Stereoselective Synthesis of Trisubstituted Alkenylboranes by Palladium-Catalyzed Reaction of Alkynyltriarylborates with Aryl Halides

摘要

Organoboron compounds are valuable reagents in organic synthesis, especially for carbon-carbon bond forming reactions like Suzuki-Miyaura coupling reaction. In addition, recent studies on boron-containing compounds have demonstrated their potential as functional materials. Therefore, efficient methods to prepare organoboranes in a stereo-defined form are of significant interest. Trisubstituted alkenylboranes can be synthesized by the reaction of alkynyltriorganylborates with electrophiles, like alkyl halides, (π-ally)palladium species, and carbon dioxide. Electrophilic attack at the β-position of the alkynyl group induces 1,2-migration of the organyl group from boron to the α-position.
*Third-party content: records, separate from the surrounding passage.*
use std::fmt;

use serde::{Deserialize, Serialize};
use thiserror::Error;

use crate::stimulus::StimulusDescriptor;

/// Identifies a condition of a task.
///
/// Each task declares its ids as a closed enum; `TryFrom<u32>` is the only way
/// in from configuration, so the response mapping never sees an unknown id.
pub trait ConditionId:
    Copy + Eq + Send + Sync + fmt::Debug + fmt::Display + TryFrom<u32, Error = UnknownCondition>
{
    /// Ordinal written to output files (1..K).
    fn ordinal(&self) -> u32;
}

#[derive(Debug, Clone, Copy, PartialEq, Eq, Error)]
#[error("unknown condition id {0}")]
pub struct UnknownCondition(pub u32);

/// Conditions of the image sorting task.
#[derive(Debug, Clone, Copy, PartialEq, Eq, Hash, Serialize, Deserialize)]
#[serde(try_from = "u32", into = "u32")]
pub enum ImageCondition {
    /// Animals go left.
    AnimalLeft,
    /// Objects go left.
    ObjectLeft,
    /// Inverted animals and upright objects go left.
    InversionSwap,
}

impl ConditionId for ImageCondition {
    fn ordinal(&self) -> u32 {
        match self {
            ImageCondition::AnimalLeft => 1,
            ImageCondition::ObjectLeft => 2,
            ImageCondition::InversionSwap => 3,
        }
    }
}

impl TryFrom<u32> for ImageCondition {
    type Error = UnknownCondition;

    fn try_from(id: u32) -> Result<Self, Self::Error> {
        match id {
            1 => Ok(ImageCondition::AnimalLeft),
            2 => Ok(ImageCondition::ObjectLeft),
            3 => Ok(ImageCondition::InversionSwap),
            other => Err(UnknownCondition(other)),
        }
    }
}

impl From<ImageCondition> for u32 {
    fn from(id: ImageCondition) -> Self {
        id.ordinal()
    }
}

impl fmt::Display for ImageCondition {
    fn fmt(&self, f: &mut fmt::Formatter<'_>) -> fmt::Result {
        write!(f, "{}", self.ordinal())
    }
}

/// The word recognition task has a single condition.
#[derive(Debug, Clone, Copy, PartialEq, Eq, Hash, Serialize, Deserialize)]
#[serde(try_from = "u32", into = "u32")]
pub enum WordCondition {
    Lexical,
}

impl ConditionId for WordCondition {
    fn ordinal(&self) -> u32 {
        1
    }
}

impl TryFrom<u32> for WordCondition {
    type Error = UnknownCondition;

    fn try_from(id: u32) -> Result<Self, Self::Error> {
        match id {
            1 => Ok(WordCondition::Lexical),
            other => Err(UnknownCondition(other)),
        }
    }
}

impl From<WordCondition> for u32 {
    fn from(id: WordCondition) -> Self {
        id.ordinal()
    }
}

impl fmt::Display for WordCondition {
    fn fmt(&self, f: &mut fmt::Formatter<'_>) -> fmt::Result {
        write!(f, "{}", self.ordinal())
    }
}

/// Behavioral switches of a condition.
#[derive(Debug, Clone, Copy, PartialEq, Eq, Serialize, Deserialize)]
#[serde(default)]
pub struct ConditionFlags {
    /// Every item is shown twice.
    pub repeats: bool,
    /// Half of the list is shown inverted.
    pub flip: bool,
    /// Result and reaction time are shown after each response.
    pub feedback: bool,
    /// Catalog order is randomized before the list is built.
    pub shuffle: bool,
}

impl Default for ConditionFlags {
    fn default() -> Self {
        Self {
            repeats: false,
            flip: false,
            feedback: false,
            shuffle: true,
        }
    }
}

/// A condition ready to be played. Built once, immutable while playing.
#[derive(Debug, Clone, PartialEq, Eq)]
pub struct Condition<C, K> {
    pub id: K,
    pub flags: ConditionFlags,
    pub stimuli: Vec<StimulusDescriptor<C, K>>,
}

impl<C, K> Condition<C, K> {
    pub fn len(&self) -> usize {
        self.stimuli.len()
    }

    pub fn is_empty(&self) -> bool {
        self.stimuli.is_empty()
    }

    pub fn iter(&self) -> std::slice::Iter<'_, StimulusDescriptor<C, K>> {
        self.stimuli.iter()
    }
}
However, an analogous reaction using aryl halides or pseudohalides has not been reported, although such an arylative reaction would significantly reinforce the potential of the 1,2-migration protocol for the synthesis of π-conjugated organic materials. Herein, we report the palladium-catalyzed reaction of alkynyltriarylborates with aryl halides, which affords trisubstituted alkenylboranes in a highly stereoselective manner.